Le pectus excavatum se traite chirurgicalement - La Semaine Vétérinaire n° 1195 du 24/09/2005
La Semaine Vétérinaire n° 1195 du 24/09/2005

Anomalie de développement de la cage thoracique

Formation continue

ANIMAUX DE COMPAGNIE

Auteur(s) : Thomas Perrot*, Bruno Duhautois**

Fonctions :
*interne au service de chirurgie, clinique Saint-Maur à Lille-La Madeleines (Nord)
**diplômé de l'ECVS, praticien au service de chirurgie, clinique Saint-Maur à Lille-La Madeleine (Nord)

En cas de dyspnée ou de troubles cardiaques, la correction doit être envisagée précocement. Elle augmente les chances de succès.

Une chienne shi-tsu non stérilisée âgée de deux mois est référée dans une clinique pour dyspnée, associée à une déformation sternale. Des radiographies de face et de profil du thorax montrent un déplacement de la silhouette cardiaque dans l’hémithorax droit, ainsi qu’une déformation du sternum, incurvé dorsalement (voir photos 1 et 2). Un diagnostic de pectus excavatum est alors posé. L’analyse des paramètres cliniques et radiologiques permet d’envisager sa correction chirurgicale.

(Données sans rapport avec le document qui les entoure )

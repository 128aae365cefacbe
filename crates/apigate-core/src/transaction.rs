//! Request-scoped transaction bookkeeping.
//!
//! Each request owns one [`TransactionCoordinator`]. The outermost call of a
//! request opens the transaction and is the only call allowed to end it;
//! nested calls observe that a transaction is already open and run inside it.

use std::any::Any;
use std::cell::Cell;
use std::fmt;

use tracing::warn;

use crate::dispatcher::DISPATCH_TARGET;
use crate::error::ServiceError;

/// Storage that can group a call's effects into one atomic unit.
///
/// Backends are per request, so implementations need not be thread-safe.
pub trait TransactionBackend: Any {
    /// Opens a transaction.
    ///
    /// # Errors
    ///
    /// Fails when the storage cannot start a transaction.
    fn begin(&self) -> Result<(), ServiceError>;

    /// Makes the open transaction's effects durable.
    ///
    /// # Errors
    ///
    /// Fails when the storage cannot commit.
    fn commit(&self) -> Result<(), ServiceError>;

    /// Discards the open transaction's effects.
    ///
    /// # Errors
    ///
    /// Fails when the storage cannot roll back.
    fn rollback(&self) -> Result<(), ServiceError>;
}

/// Backend for requests that touch no storage.
#[derive(Debug, Default, Clone, Copy)]
pub struct NoopBackend;

impl TransactionBackend for NoopBackend {
    fn begin(&self) -> Result<(), ServiceError> {
        Ok(())
    }

    fn commit(&self) -> Result<(), ServiceError> {
        Ok(())
    }

    fn rollback(&self) -> Result<(), ServiceError> {
        Ok(())
    }
}

/// Tracks whether the request currently has an open transaction.
pub struct TransactionCoordinator {
    backend: Box<dyn TransactionBackend>,
    open: Cell<bool>,
}

impl TransactionCoordinator {
    /// Wraps `backend`; no transaction is open initially.
    #[must_use]
    pub fn new(backend: impl TransactionBackend) -> Self {
        Self {
            backend: Box::new(backend),
            open: Cell::new(false),
        }
    }

    /// Returns `true` while a transaction is open.
    #[must_use]
    pub fn is_open(&self) -> bool {
        self.open.get()
    }

    /// Opens a transaction.
    ///
    /// # Errors
    ///
    /// Fails if one is already open or the backend refuses.
    pub fn begin(&self) -> Result<(), ServiceError> {
        if self.is_open() {
            return Err(ServiceError::internal("a transaction is already open"));
        }
        self.backend.begin()?;
        self.open.set(true);
        Ok(())
    }

    /// Commits the open transaction.
    ///
    /// # Errors
    ///
    /// Fails if none is open or the backend refuses.
    pub fn commit(&self) -> Result<(), ServiceError> {
        self.close()?;
        self.backend.commit()
    }

    /// Rolls back the open transaction.
    ///
    /// # Errors
    ///
    /// Fails if none is open or the backend refuses.
    pub fn rollback(&self) -> Result<(), ServiceError> {
        self.close()?;
        self.backend.rollback()
    }

    /// Opens a transaction owned by the caller, unless one is already open.
    ///
    /// Returns `None` for nested calls. The returned guard rolls back if it
    /// is dropped without being finished.
    ///
    /// # Errors
    ///
    /// Fails when the backend refuses to begin.
    pub fn begin_owned(&self) -> Result<Option<OwnedTransaction<'_>>, ServiceError> {
        if self.is_open() {
            return Ok(None);
        }
        self.begin()?;
        Ok(Some(OwnedTransaction {
            coordinator: self,
            finished: false,
        }))
    }

    /// Returns the backend as its concrete type.
    #[must_use]
    pub fn backend<B: TransactionBackend>(&self) -> Option<&B> {
        let backend: &dyn Any = &*self.backend;
        backend.downcast_ref::<B>()
    }

    fn close(&self) -> Result<(), ServiceError> {
        if !self.open.replace(false) {
            return Err(ServiceError::internal("no transaction is open"));
        }
        Ok(())
    }
}

impl fmt::Debug for TransactionCoordinator {
    fn fmt(&self, formatter: &mut fmt::Formatter<'_>) -> fmt::Result {
        formatter
            .debug_struct("TransactionCoordinator")
            .field("open", &self.open.get())
            .finish_non_exhaustive()
    }
}

/// A transaction opened by, and ended by, one call.
#[derive(Debug)]
#[must_use = "dropping an unfinished transaction rolls it back"]
pub struct OwnedTransaction<'a> {
    coordinator: &'a TransactionCoordinator,
    finished: bool,
}

impl OwnedTransaction<'_> {
    /// Commits the transaction.
    ///
    /// # Errors
    ///
    /// Propagates backend failures.
    pub fn commit(self) -> Result<(), ServiceError> {
        self.end(true)
    }

    /// Rolls the transaction back.
    ///
    /// # Errors
    ///
    /// Propagates backend failures.
    pub fn rollback(self) -> Result<(), ServiceError> {
        self.end(false)
    }

    /// Commits when `commit` is `true`, otherwise rolls back.
    ///
    /// # Errors
    ///
    /// Propagates backend failures.
    pub fn end(mut self, commit: bool) -> Result<(), ServiceError> {
        self.finished = true;
        if commit {
            self.coordinator.commit()
        } else {
            self.coordinator.rollback()
        }
    }
}

impl Drop for OwnedTransaction<'_> {
    fn drop(&mut self) {
        if self.finished {
            return;
        }
        if let Err(error) = self.coordinator.rollback() {
            warn!(
                target: DISPATCH_TARGET,
                %error,
                "failed to roll back abandoned transaction"
            );
        }
    }
}

#[cfg(test)]
mod tests {
    use mockall::Sequence;

    use super::*;
    use crate::tests::support::MockBackend as MockTransactionBackend;

    fn expect_begin(backend: &mut MockTransactionBackend, sequence: &mut Sequence) {
        backend
            .expect_begin()
            .times(1)
            .in_sequence(sequence)
            .returning(|| Ok(()));
    }

    #[test]
    fn owned_transaction_commits() {
        let mut backend = MockTransactionBackend::new();
        let mut sequence = Sequence::new();
        expect_begin(&mut backend, &mut sequence);
        backend
            .expect_commit()
            .times(1)
            .in_sequence(&mut sequence)
            .returning(|| Ok(()));
        backend.expect_rollback().never();

        let coordinator = TransactionCoordinator::new(backend);
        let transaction = coordinator
            .begin_owned()
            .expect("begin")
            .expect("outermost call owns the transaction");
        assert!(coordinator.is_open());
        transaction.commit().expect("commit");
        assert!(!coordinator.is_open());
    }

    #[test]
    fn nested_begin_does_not_reopen() {
        let mut backend = MockTransactionBackend::new();
        let mut sequence = Sequence::new();
        expect_begin(&mut backend, &mut sequence);
        backend.expect_rollback().times(1).returning(|| Ok(()));

        let coordinator = TransactionCoordinator::new(backend);
        let outer = coordinator.begin_owned().expect("begin");
        assert!(outer.is_some());
        let inner = coordinator.begin_owned().expect("nested begin");
        assert!(inner.is_none());
        drop(outer);
    }

    #[test]
    fn abandoned_transaction_rolls_back() {
        let mut backend = MockTransactionBackend::new();
        let mut sequence = Sequence::new();
        expect_begin(&mut backend, &mut sequence);
        backend
            .expect_rollback()
            .times(1)
            .in_sequence(&mut sequence)
            .returning(|| Ok(()));
        backend.expect_commit().never();

        let coordinator = TransactionCoordinator::new(backend);
        {
            let _transaction = coordinator.begin_owned().expect("begin");
        }
        assert!(!coordinator.is_open());
    }

    #[test]
    fn failed_begin_leaves_no_transaction_open() {
        let mut backend = MockTransactionBackend::new();
        backend
            .expect_begin()
            .returning(|| Err(ServiceError::internal("storage offline")));

        let coordinator = TransactionCoordinator::new(backend);
        assert!(coordinator.begin_owned().is_err());
        assert!(!coordinator.is_open());
    }

    #[test]
    fn closing_without_an_open_transaction_fails() {
        let coordinator = TransactionCoordinator::new(NoopBackend);
        assert!(coordinator.commit().is_err());
        assert!(coordinator.rollback().is_err());
    }

    #[test]
    fn backend_downcasts_to_its_concrete_type() {
        let coordinator = TransactionCoordinator::new(NoopBackend);
        assert!(coordinator.backend::<NoopBackend>().is_some());
        assert!(coordinator.backend::<MockTransactionBackend>().is_none());
    }
}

La première étape consiste à réaliser un plastron en résine thermoformée

L’anesthésie est réalisée par une prémédication au diazépam (Valium® à 0,02 mg/kg par voie intraveineuse), suivie par une induction au propofol (Rapinovet® à 2 mg/kg par voie intraveineuse). L’animal est ensuite intubé et reçoit de l’halothane comme relais gazeux. Une antibiothérapie préopératoire à base de céfalexine (Rilexine suspension® à 15 mg/kg par voie intramusculaire) est mise en place, ainsi qu’une thérapeutique analgésique combinant de l’acide tolfénamique (Tolfédine® à 4 mg/kg par voie sous-cutanée) et de la morphine (0,25 mg/kg par voie sous-cutanée).

Le traitement chirurgical se déroule en deux étapes. La première consiste à réaliser un plastron en résine thermoformée (voir photo 3). Son moulage est réalisé sur le thorax de l’animal. Il servira de support pour la deuxième partie de l’intervention. Il est ajusté afin d’éviter l’apparition de plaies d’abrasion (notamment sur la face interne des antérieurs). Dans un second temps, des trous sont réalisés régulièrement de part et d’autre de la partie médiale du plastron, à l’aide d’une broche de Kirschner de 2 mm. Des points d’appui sont ensuite passés au travers des vertèbres sternales et serrés sur la résine. Le sternum reprend alors une forme normale.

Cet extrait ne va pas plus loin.